Le calcul n’était pas faux. Après les heures d’angoisse, les heures tragiques allaient sonner pour nous. D’Auteuil avait eu beau se retirer à Valconde, — en réalité à Ranjangoudy, qui est à trois milles au nord[1] ; Clive entendit le déloger encore de ce poste, bien qu’il ne fût plus guère une menace pour les Anglais. Le 9 juin, il arriva donc en vue de Ranjangoudy. D’Auteuil fit mine de vouloir lui barrer le chemin, mais soit timidité naturelle soit infériorité numérique véritable, il n’osa, tout comme Law, engager la bataille et préféra se replier. Le fort de la place lui offrait une retraite et une défense, mais le gouverneur d’accord avec les Anglais ne voulut pas l’y recevoir, et le malheureux d’Auteuil, pris en quelque sorte entre deux feux, n’eut plus d’autre ressource que de se rendre avec toutes ses troupes. On lui fit 53 européens prisonniers, dont 3 officiers, 300 cipayes et autant de cavaliers. Suivant l’usage, d’Auteuil fut aussitôt remis en liberté, après avoir promis de ne plus servir contre les Anglais durant cette guerre et il put retourner à Pondichéry.

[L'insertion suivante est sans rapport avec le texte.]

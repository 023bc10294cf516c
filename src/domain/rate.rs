//! Financing rate series and lookups.
//!
//! Rates are quoted in percent (a SOFR print of 5.31 means 5.31%). A daily
//! cost rate is `(rate / 100 + spread) / 365`.

use chrono::NaiveDate;

/// Calendar days used to convert an annual rate into a daily one.
pub const DAYS_PER_YEAR: f64 = 365.0;

/// Spread over the reference rate charged on long financing.
pub const LONG_FINANCING_SPREAD: f64 = 0.015;

/// Spread over the reference rate charged on short financing.
pub const SHORT_FINANCING_SPREAD: f64 = 0.01;

#[derive(Debug, Clone, Copy, PartialEq)]
pub struct RatePoint {
    pub date: NaiveDate,
    pub rate: f64,
}

/// Convert a percent rate into a daily cost rate.
pub fn daily_cost_rate(rate_pct: f64, spread: f64) -> f64 {
    (rate_pct / 100.0 + spread) / DAYS_PER_YEAR
}

/// A date-ordered financing rate series. Always sorted ascending.
#[derive(Debug, Clone, Default, PartialEq)]
pub struct RateSeries {
    points: Vec<RatePoint>,
}

impl RateSeries {
    /// Build a series, sorting by date. The sort is stable so later
    /// duplicates of a date win in [`RateSeries::latest_rate`].
    pub fn new(mut points: Vec<RatePoint>) -> Self {
        points.sort_by_key(|p| p.date);
        Self { points }
    }

    pub fn len(&self) -> usize {
        self.points.len()
    }

    pub fn is_empty(&self) -> bool {
        self.points.is_empty()
    }

    pub fn points(&self) -> &[RatePoint] {
        &self.points
    }

    /// Number of entries dated on or before `date`.
    fn count_on_or_before(&self, date: NaiveDate) -> usize {
        self.points.partition_point(|p| p.date <= date)
    }

    /// Latest entry whose date is on or before `date`.
    pub fn latest_rate(&self, date: NaiveDate) -> Option<RatePoint> {
        let n = self.count_on_or_before(date);
        if n == 0 {
            None
        } else {
            Some(self.points[n - 1])
        }
    }

    /// Sum of daily cost rates over the `window` most recent entries on or
    /// before `date`.
    ///
    /// If fewer than `window` entries are available, the missing earliest
    /// slots repeat the oldest available rate. Returns `None` when no entry
    /// precedes `date` or `window` is zero.
    pub fn lookback_rate(&self, date: NaiveDate, window: usize, spread: f64) -> Option<f64> {
        let n = self.count_on_or_before(date);
        if n == 0 || window == 0 {
            return None;
        }

        let start = n.saturating_sub(window);
        let available = &self.points[start..n];
        let padding = window - available.len();
        let oldest = available[0].rate;

        let padded: f64 = daily_cost_rate(oldest, spread) * padding as f64;
        let observed: f64 = available
            .iter()
            .map(|p| daily_cost_rate(p.rate, spread))
            .sum();
        Some(padded + observed)
    }
}
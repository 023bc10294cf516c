//! Configuration validation.
//!
//! Validates every backtest config field before any input is loaded.

use crate::domain::error::IdxtraderError;
use crate::domain::trade::{EntryPrice, Side};
use crate::ports::config_port::ConfigPort;

pub fn validate_backtest_config(config: &dyn ConfigPort) -> Result<(), IdxtraderError> {
    validate_paths(config)?;
    validate_side(config)?;
    validate_entry_price(config)?;
    validate_holding_period(config)?;
    validate_portfolio_cap(config)?;
    validate_slippage(config)?;
    validate_financing(config)?;
    validate_selection(config)?;
    Ok(())
}

fn invalid(section: &str, key: &str, reason: impl Into<String>) -> IdxtraderError {
    IdxtraderError::ConfigInvalid {
        section: section.to_string(),
        key: key.to_string(),
        reason: reason.into(),
    }
}

fn validate_paths(config: &dyn ConfigPort) -> Result<(), IdxtraderError> {
    for key in ["trade_log", "rates", "output"] {
        if config.get_string("backtest", key).is_none() {
            return Err(IdxtraderError::ConfigMissing {
                section: "backtest".to_string(),
                key: key.to_string(),
            });
        }
    }
    Ok(())
}

fn validate_side(config: &dyn ConfigPort) -> Result<(), IdxtraderError> {
    match config.get_string("backtest", "side") {
        None => Ok(()),
        Some(s) => s
            .parse::<Side>()
            .map(|_| ())
            .map_err(|reason| invalid("backtest", "side", reason)),
    }
}

fn validate_entry_price(config: &dyn ConfigPort) -> Result<(), IdxtraderError> {
    match config.get_string("backtest", "entry_price") {
        None => Ok(()),
        Some(s) => s
            .parse::<EntryPrice>()
            .map(|_| ())
            .map_err(|reason| invalid("backtest", "entry_price", reason)),
    }
}

/// Parse `[section] key` as a number, `None` when absent.
fn number(config: &dyn ConfigPort, section: &str, key: &str) -> Result<Option<f64>, IdxtraderError> {
    match config.get_string(section, key) {
        None => Ok(None),
        Some(raw) => raw
            .parse::<f64>()
            .ok()
            .filter(|v| v.is_finite())
            .map(Some)
            .ok_or_else(|| invalid(section, key, format!("'{raw}' is not a number"))),
    }
}

fn positive_whole(config: &dyn ConfigPort, section: &str, key: &str) -> Result<(), IdxtraderError> {
    match config.get_string(section, key) {
        None => Ok(()),
        Some(raw) => match raw.parse::<u32>() {
            Ok(v) if v >= 1 => Ok(()),
            _ => Err(invalid(
                section,
                key,
                format!("{key} must be a positive whole number, got '{raw}'"),
            )),
        },
    }
}

fn non_negative(config: &dyn ConfigPort, section: &str, key: &str) -> Result<(), IdxtraderError> {
    match number(config, section, key)? {
        Some(v) if v < 0.0 => Err(invalid(section, key, format!("{key} must be non-negative"))),
        _ => Ok(()),
    }
}

fn validate_holding_period(config: &dyn ConfigPort) -> Result<(), IdxtraderError> {
    positive_whole(config, "backtest", "holding_period")
}

fn validate_portfolio_cap(config: &dyn ConfigPort) -> Result<(), IdxtraderError> {
    match number(config, "backtest", "portfolio_cap")? {
        Some(v) if v <= 0.0 => Err(invalid(
            "backtest",
            "portfolio_cap",
            "portfolio_cap must be positive",
        )),
        _ => Ok(()),
    }
}

fn validate_slippage(config: &dyn ConfigPort) -> Result<(), IdxtraderError> {
    non_negative(config, "slippage", "alpha")?;
    non_negative(config, "slippage", "beta")
}

fn validate_financing(config: &dyn ConfigPort) -> Result<(), IdxtraderError> {
    non_negative(config, "financing", "long_spread")?;
    non_negative(config, "financing", "short_spread")
}

fn validate_selection(config: &dyn ConfigPort) -> Result<(), IdxtraderError> {
    positive_whole(config, "selection", "holding_day")
}
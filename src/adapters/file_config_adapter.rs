//! INI file configuration adapter.

use crate::domain::error::IdxtraderError;
use crate::ports::config_port::ConfigPort;
use configparser::ini::Ini;
use std::path::{Path, PathBuf};

#[derive(Debug)]
pub struct FileConfigAdapter {
    config: Ini,
    base_dir: Option<PathBuf>,
}

impl FileConfigAdapter {
    pub fn from_file<P: AsRef<Path>>(path: P) -> Result<Self, IdxtraderError> {
        let path = path.as_ref();
        let mut config = Ini::new_cs();
        config
            .load(path)
            .map_err(|reason| IdxtraderError::ConfigParse {
                file: path.display().to_string(),
                reason,
            })?;
        Ok(Self {
            config,
            base_dir: path.parent().map(Path::to_path_buf),
        })
    }

    pub fn from_string(content: &str) -> Result<Self, IdxtraderError> {
        let mut config = Ini::new_cs();
        config
            .read(content.to_string())
            .map_err(|reason| IdxtraderError::ConfigParse {
                file: "<string>".to_string(),
                reason,
            })?;
        Ok(Self {
            config,
            base_dir: None,
        })
    }

    /// Resolve a configured path relative to the config file's directory.
    pub fn resolve_path(&self, value: &str) -> PathBuf {
        let path = PathBuf::from(value);
        match &self.base_dir {
            Some(base) if path.is_relative() => base.join(path),
            _ => path,
        }
    }
}

impl ConfigPort for FileConfigAdapter {
    fn get_string(&self, section: &str, key: &str) -> Option<String> {
        self.config
            .get(section, key)
            .map(|v| v.trim().to_string())
            .filter(|v| !v.is_empty())
    }

    fn get_int(&self, section: &str, key: &str, default: i64) -> i64 {
        self.config
            .getint(section, key)
            .ok()
            .flatten()
            .unwrap_or(default)
    }

    fn get_double(&self, section: &str, key: &str, default: f64) -> f64 {
        self.config
            .getfloat(section, key)
            .ok()
            .flatten()
            .unwrap_or(default)
    }
}

#[cfg(test)]
mod tests {
    use super::*;
    use std::io::Write;
    use tempfile::NamedTempFile;

    const SAMPLE: &str = r#"
[backtest]
trade_log = strategy_2/strat_2_SP400_IR7D_trade_log.csv
rates = Overnight_Costs/Cleaned_SOFR.csv
output = /abs/results.csv
side = short
holding_period = 7
portfolio_cap = 5000000

[slippage]
alpha = 0.2
beta = 0.7

[selection]
exclude_indices = DJIA, DJTA, S&P 100
event_type = Index Review
"#;

    #[test]
    fn reads_sections() {
        let adapter = FileConfigAdapter::from_string(SAMPLE).unwrap();
        assert_eq!(adapter.get_string("backtest", "side"), Some("short".to_string()));
        assert_eq!(adapter.get_int("backtest", "holding_period", 1), 7);
        assert_eq!(adapter.get_double("backtest", "portfolio_cap", 0.0), 5_000_000.0);
        assert_eq!(adapter.get_double("slippage", "beta", 0.0), 0.7);
        assert_eq!(
            adapter.get_string("selection", "event_type"),
            Some("Index Review".to_string())
        );
    }

    #[test]
    fn missing_keys_fall_back() {
        let adapter = FileConfigAdapter::from_string(SAMPLE).unwrap();
        assert_eq!(adapter.get_string("backtest", "missing"), None);
        assert_eq!(adapter.get_string("nosection", "key"), None);
        assert_eq!(adapter.get_int("backtest", "missing", 42), 42);
        assert_eq!(adapter.get_double("financing", "long_spread", 0.015), 0.015);
    }

    #[test]
    fn non_numeric_falls_back() {
        let adapter = FileConfigAdapter::from_string("[backtest]\nportfolio_cap = lots\n").unwrap();
        assert_eq!(adapter.get_double("backtest", "portfolio_cap", 99.0), 99.0);
    }

    #[test]
    fn empty_value_is_absent() {
        let adapter = FileConfigAdapter::from_string("[backtest]\noutput =\n").unwrap();
        assert_eq!(adapter.get_string("backtest", "output"), None);
    }

    #[test]
    fn from_file_resolves_relative_paths() {
        let mut file = NamedTempFile::new().unwrap();
        write!(file, "{}", SAMPLE).unwrap();
        let adapter = FileConfigAdapter::from_file(file.path()).unwrap();

        let base = file.path().parent().unwrap();
        let trade_log = adapter.get_string("backtest", "trade_log").unwrap();
        assert_eq!(
            adapter.resolve_path(&trade_log),
            base.join("strategy_2/strat_2_SP400_IR7D_trade_log.csv")
        );
        assert_eq!(adapter.resolve_path("/abs/results.csv"), PathBuf::from("/abs/results.csv"));
    }

    #[test]
    fn from_string_does_not_rebase() {
        let adapter = FileConfigAdapter::from_string(SAMPLE).unwrap();
        assert_eq!(adapter.resolve_path("a/b.csv"), PathBuf::from("a/b.csv"));
    }

    #[test]
    fn from_file_missing_is_config_error() {
        let err = FileConfigAdapter::from_file("/nonexistent/path/config.ini").unwrap_err();
        assert!(matches!(err, IdxtraderError::ConfigParse { .. }));
    }
}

Dupleix ne récrimina point contre le nouveau malheur qui le frappait ; à quoi bon se raidir contre les faits accomplis ? Commentant l’événement dans une lettre du 11 juin, il craignit que cette fâcheuse nouvelle ne décourageât Law tout à fait. Celui-ci venait de lui faire

  1. Valconde est à 17 milles d’Outatour et 34 milles de Trichinopoly.